_DATA FOR THIS EXERCISE_
════════════════
use battle::BattleOutcome;

pub mod app_loop;
pub mod launch;

pub const APP_NAME: &str = "Soul Link";

/// Format a snapshot hash as `0x` followed by exactly 16 lowercase hex digits.
pub fn format_snapshot_hash(hash: u64) -> String {
    format!("0x{hash:016x}")
}

/// Short code shown on the end-of-battle recap.
pub fn outcome_code(outcome: BattleOutcome) -> &'static str {
    match outcome {
        BattleOutcome::Killed => "WIN_KILLED",
        BattleOutcome::Spared => "WIN_SPARED",
        BattleOutcome::Died => "LOSS_HP_ZERO",
    }
}
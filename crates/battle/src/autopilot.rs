//! Scripted player for headless battles.
//! This module exists so tools and tests can play whole encounters without a keyboard.
//! It only talks to the encounter through its public operations and `FrameInput`.

use serde::{Deserialize, Serialize};
use tracing::debug;

use crate::bullets::DefendedPoint;
use crate::encounter::{Encounter, TickReport};
use crate::rng::{RandomSource, SeededRng};
use crate::strike::SweepId;
use crate::types::{BattleAction, BattlePhase, FrameInput, InteractKind, Millis, Vec2};

const PRECISE_AIM_PX: f32 = 4.0;
const SLOPPY_AIM_MAX_PX: i32 = 60;
const DANGER_RADIUS_PX: f32 = 70.0;
const DASH_RADIUS_PX: f32 = 30.0;
const HOME_PULL: f32 = 0.4;
/// Resting spot below the arena centre, as a share of the arena height.
const HOME_DROP: f32 = 0.3;

#[derive(Clone, Copy, Debug, PartialEq, Eq, Hash, Serialize, Deserialize)]
pub enum Policy {
    /// Strikes every turn with precise timing.
    Aggressive,
    /// Talks the enemy down, then spares it.
    Pacifist,
    /// Seeded mix of every action with uneven timing.
    Mixed,
}

pub struct Autopilot {
    policy: Policy,
    rng: SeededRng,
    aim: Option<(SweepId, f32)>,
}

impl Autopilot {
    pub fn new(policy: Policy, seed: u64) -> Self {
        Self { policy, rng: SeededRng::new(seed), aim: None }
    }

    /// Issues any pending menu choice, then advances the encounter by one frame.
    pub fn step(&mut self, battle: &mut Encounter, dt: Millis) -> TickReport {
        self.choose(battle);
        let input = self.frame_input(battle, dt);
        battle.advance(dt, &input)
    }

    fn choose(&mut self, battle: &mut Encounter) {
        if battle.is_over() || battle.is_transition_pending() {
            return;
        }

        let result = if battle.is_interact_open() {
            let kind = self.interact_kind();
            battle.choose_interact(kind)
        } else if battle.phase() == BattlePhase::PlayerSelect {
            let action = self.action(battle.can_spare());
            battle.choose_action(action)
        } else {
            return;
        };
        if let Err(error) = result {
            debug!(%error, "autopilot command rejected");
        }
    }

    fn action(&mut self, can_spare: bool) -> BattleAction {
        match self.policy {
            Policy::Aggressive => BattleAction::Strike,
            Policy::Pacifist if can_spare => BattleAction::Spare,
            Policy::Pacifist => BattleAction::Interact,
            Policy::Mixed => {
                const ACTIONS: [BattleAction; 4] = [
                    BattleAction::Strike,
                    BattleAction::Interact,
                    BattleAction::Focus,
                    BattleAction::Spare,
                ];
                ACTIONS[self.rng.between(0, ACTIONS.len() as i32 - 1) as usize]
            }
        }
    }

    fn interact_kind(&mut self) -> InteractKind {
        match self.policy {
            Policy::Aggressive => InteractKind::Threaten,
            Policy::Pacifist => InteractKind::Empathy,
            Policy::Mixed => {
                const KINDS: [InteractKind; 4] = [
                    InteractKind::Threaten,
                    InteractKind::Joke,
                    InteractKind::Empathy,
                    InteractKind::Analyze,
                ];
                KINDS[self.rng.between(0, KINDS.len() as i32 - 1) as usize]
            }
        }
    }

    pub fn frame_input(&mut self, battle: &Encounter, dt: Millis) -> FrameInput {
        match battle.phase() {
            BattlePhase::PlayerResolve => self.strike_input(battle, dt),
            BattlePhase::EnemyReact => dodge_input(battle),
            _ => FrameInput::default(),
        }
    }

    fn strike_input(&mut self, battle: &Encounter, dt: Millis) -> FrameInput {
        let strike = battle.strike();
        let Some(sweep) = strike.current().filter(|_| strike.is_running()) else {
            return FrameInput::default();
        };
        let tolerance = match self.aim {
            Some((aimed, tolerance)) if aimed == sweep => tolerance,
            _ => {
                let tolerance = match self.policy {
                    Policy::Mixed => self.rng.between(0, SLOPPY_AIM_MAX_PX) as f32 + PRECISE_AIM_PX,
                    Policy::Aggressive | Policy::Pacifist => PRECISE_AIM_PX,
                };
                self.aim = Some((sweep, tolerance));
                tolerance
            }
        };

        let next = strike.marker_offset(battle.now() + dt).unwrap_or(f32::MAX);
        let primary = strike.track().best_distance(next) <= tolerance;
        FrameInput { primary, ..FrameInput::default() }
    }
}

/// Steers away from the closest bullet and back toward a resting spot under the centre.
fn dodge_input(battle: &Encounter) -> FrameInput {
    let soul = battle.soul();
    let here = soul.position();
    let bounds = soul.bounds();
    let nearest = battle
        .bullets()
        .bullets()
        .map(|(_, bullet)| bullet.pos)
        .min_by(|a, b| a.distance(here).total_cmp(&b.distance(here)));

    let center = bounds.center();
    let rest = Vec2::new(center.x, center.y + bounds.height() * HOME_DROP);
    let home = Vec2::new(rest.x - here.x, rest.y - here.y).normalized().scaled(HOME_PULL);
    let (away, danger) = match nearest {
        Some(pos) if pos.distance(here) < DANGER_RADIUS_PX => {
            (Vec2::new(here.x - pos.x, here.y - pos.y).normalized(), pos.distance(here))
        }
        _ => (Vec2::ZERO, f32::MAX),
    };

    let steer = Vec2::new(away.x + home.x, away.y + home.y);
    FrameInput {
        movement: Vec2::new(steer.x.clamp(-1.0, 1.0), steer.y.clamp(-1.0, 1.0)),
        primary: false,
        shield_held: danger < DANGER_RADIUS_PX,
        dash_held: danger < DASH_RADIUS_PX,
    }
}
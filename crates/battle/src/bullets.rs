//! Live projectiles of one reaction phase and their contact tests against the soul.
//! This module exists to own bullet lifetime: spawn, movement, culling, hit, graze, and shield blocks.
//! It does not decide when bullets spawn; attack patterns do that through `spawn_bullet`.

use serde::Serialize;
use slotmap::{SecondaryMap, SlotMap, new_key_type};

use crate::config::BulletTuning;
use crate::types::{Millis, Rect, Vec2};

new_key_type! {
    pub struct BulletId;
}

/// The point bullets are aimed at and collide with.
pub trait DefendedPoint {
    fn position(&self) -> Vec2;
    fn is_invulnerable(&self, now: Millis) -> bool;
    fn is_shielding(&self) -> bool;
    fn grant_invulnerability(&mut self, now: Millis, duration: Millis);
}

#[derive(Clone, Copy, Debug, PartialEq)]
pub struct Bullet {
    pub pos: Vec2,
    pub vel: Vec2,
    pub radius: f32,
}

#[derive(Clone, Copy, Debug, PartialEq, Eq)]
pub enum Contact {
    Hit(BulletId),
    Graze(BulletId),
}

#[derive(Clone, Copy, Debug, Default, PartialEq, Eq, Serialize)]
pub struct ReactPhaseResult {
    pub duration_ms: Millis,
    pub hits: u32,
    pub grazes: u32,
    pub spawned: u32,
}

pub struct BulletManager {
    arena: Rect,
    tuning: BulletTuning,
    bullets: SlotMap<BulletId, Bullet>,
    grazed: SecondaryMap<BulletId, ()>,
    hits: u32,
    grazes: u32,
    spawned: u32,
    started_at: Millis,
    ends_at: Millis,
    active: bool,
}

impl BulletManager {
    pub fn new(arena: Rect, tuning: BulletTuning) -> Self {
        Self {
            arena,
            tuning,
            bullets: SlotMap::with_key(),
            grazed: SecondaryMap::new(),
            hits: 0,
            grazes: 0,
            spawned: 0,
            started_at: 0,
            ends_at: 0,
            active: false,
        }
    }

    pub fn arena(&self) -> Rect {
        self.arena
    }

    pub fn start(&mut self, now: Millis, duration: Millis) {
        self.clear();
        self.started_at = now;
        self.ends_at = now + duration;
        self.active = true;
    }

    pub fn stop(&mut self, now: Millis) {
        self.active = false;
        self.ends_at = self.ends_at.min(now);
    }

    pub fn clear(&mut self) {
        self.bullets.clear();
        self.grazed.clear();
        self.hits = 0;
        self.grazes = 0;
        self.spawned = 0;
        self.active = false;
    }

    pub fn is_active(&self, now: Millis) -> bool {
        self.active && now < self.ends_at
    }

    /// Adds a bullet fired at time `at`; ignored outside an active phase.
    pub fn spawn_bullet(&mut self, at: Millis, pos: Vec2, vel: Vec2, radius: f32) -> Option<BulletId> {
        if !self.is_active(at) {
            return None;
        }
        self.spawned += 1;
        Some(self.bullets.insert(Bullet { pos, vel, radius }))
    }

    pub fn bullets(&self) -> impl Iterator<Item = (BulletId, &Bullet)> {
        self.bullets.iter()
    }

    pub fn len(&self) -> usize {
        self.bullets.len()
    }

    pub fn is_empty(&self) -> bool {
        self.bullets.is_empty()
    }

    pub fn result(&self, now: Millis) -> ReactPhaseResult {
        ReactPhaseResult {
            duration_ms: now.saturating_sub(self.started_at),
            hits: self.hits,
            grazes: self.grazes,
            spawned: self.spawned,
        }
    }

    /// Moves bullets by `dt`, culls strays, then tests contacts while the phase is live.
    pub fn update(
        &mut self,
        now: Millis,
        dt: Millis,
        target: &mut impl DefendedPoint,
    ) -> Vec<Contact> {
        if !self.active {
            return Vec::new();
        }

        let seconds = dt as f32 / 1000.0;
        for bullet in self.bullets.values_mut() {
            bullet.pos.x += bullet.vel.x * seconds;
            bullet.pos.y += bullet.vel.y * seconds;
        }
        self.cull_out_of_bounds();

        if !self.is_active(now) {
            return Vec::new();
        }
        self.detect_contacts(now, target)
    }

    fn cull_out_of_bounds(&mut self) {
        let keep = self.arena.expanded(self.tuning.clean_margin_px);
        let grazed = &mut self.grazed;
        self.bullets.retain(|id, bullet| {
            let inside = keep.contains(bullet.pos);
            if !inside {
                grazed.remove(id);
            }
            inside
        });
    }

    fn detect_contacts(&mut self, now: Millis, target: &mut impl DefendedPoint) -> Vec<Contact> {
        let mut contacts = Vec::new();
        let ids: Vec<BulletId> = self.bullets.keys().collect();

        for id in ids {
            let Some(bullet) = self.bullets.get(id).copied() else {
                continue;
            };
            let distance = bullet.pos.distance(target.position());
            let hit_radius = bullet.radius + self.tuning.hit_padding_px;
            let graze_radius = hit_radius + self.tuning.graze_band_px;

            if distance <= hit_radius {
                if target.is_invulnerable(now) {
                    continue;
                }
                if target.is_shielding() {
                    self.destroy(id);
                    continue;
                }
                self.hits += 1;
                target.grant_invulnerability(now, self.tuning.hit_invuln_ms);
                self.destroy(id);
                contacts.push(Contact::Hit(id));
                continue;
            }

            if distance <= graze_radius && !self.grazed.contains_key(id) {
                self.grazed.insert(id, ());
                self.grazes += 1;
                contacts.push(Contact::Graze(id));
            }
        }

        contacts
    }

    fn destroy(&mut self, id: BulletId) {
        self.bullets.remove(id);
        self.grazed.remove(id);
    }
}
//! Keyboard state collection for one rendered frame.

use macroquad::prelude::{KeyCode, is_key_down, is_key_pressed};

const PRESS_KEYS: [KeyCode; 15] = [
    KeyCode::Key1,
    KeyCode::Key2,
    KeyCode::Key3,
    KeyCode::Key4,
    KeyCode::S,
    KeyCode::I,
    KeyCode::F,
    KeyCode::P,
    KeyCode::T,
    KeyCode::J,
    KeyCode::E,
    KeyCode::A,
    KeyCode::Escape,
    KeyCode::Space,
    KeyCode::R,
];

const HOLD_KEYS: [KeyCode; 6] = [
    KeyCode::Left,
    KeyCode::Right,
    KeyCode::Up,
    KeyCode::Down,
    KeyCode::Space,
    KeyCode::LeftShift,
];

#[derive(Default)]
pub struct KeyFrame {
    pub pressed: Vec<KeyCode>,
    pub down: Vec<KeyCode>,
}

pub fn capture_key_frame() -> KeyFrame {
    KeyFrame {
        pressed: PRESS_KEYS.into_iter().filter(|key| is_key_pressed(*key)).collect(),
        down: HOLD_KEYS.into_iter().filter(|key| is_key_down(*key)).collect(),
    }
}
════════════════
_TASK GOAL_
Return a copy of each line in the entries that contains "Clone".

_SOLUTION FOR THIS TASK_
#[derive(Clone, Copy, Debug, PartialEq, Eq, Hash, Serialize, Deserialize)]
#[derive(Clone, Copy, Debug, PartialEq)]
#[derive(Clone, Copy, Debug, PartialEq, Eq)]
#[derive(Clone, Copy, Debug, Default, PartialEq, Eq, Serialize)]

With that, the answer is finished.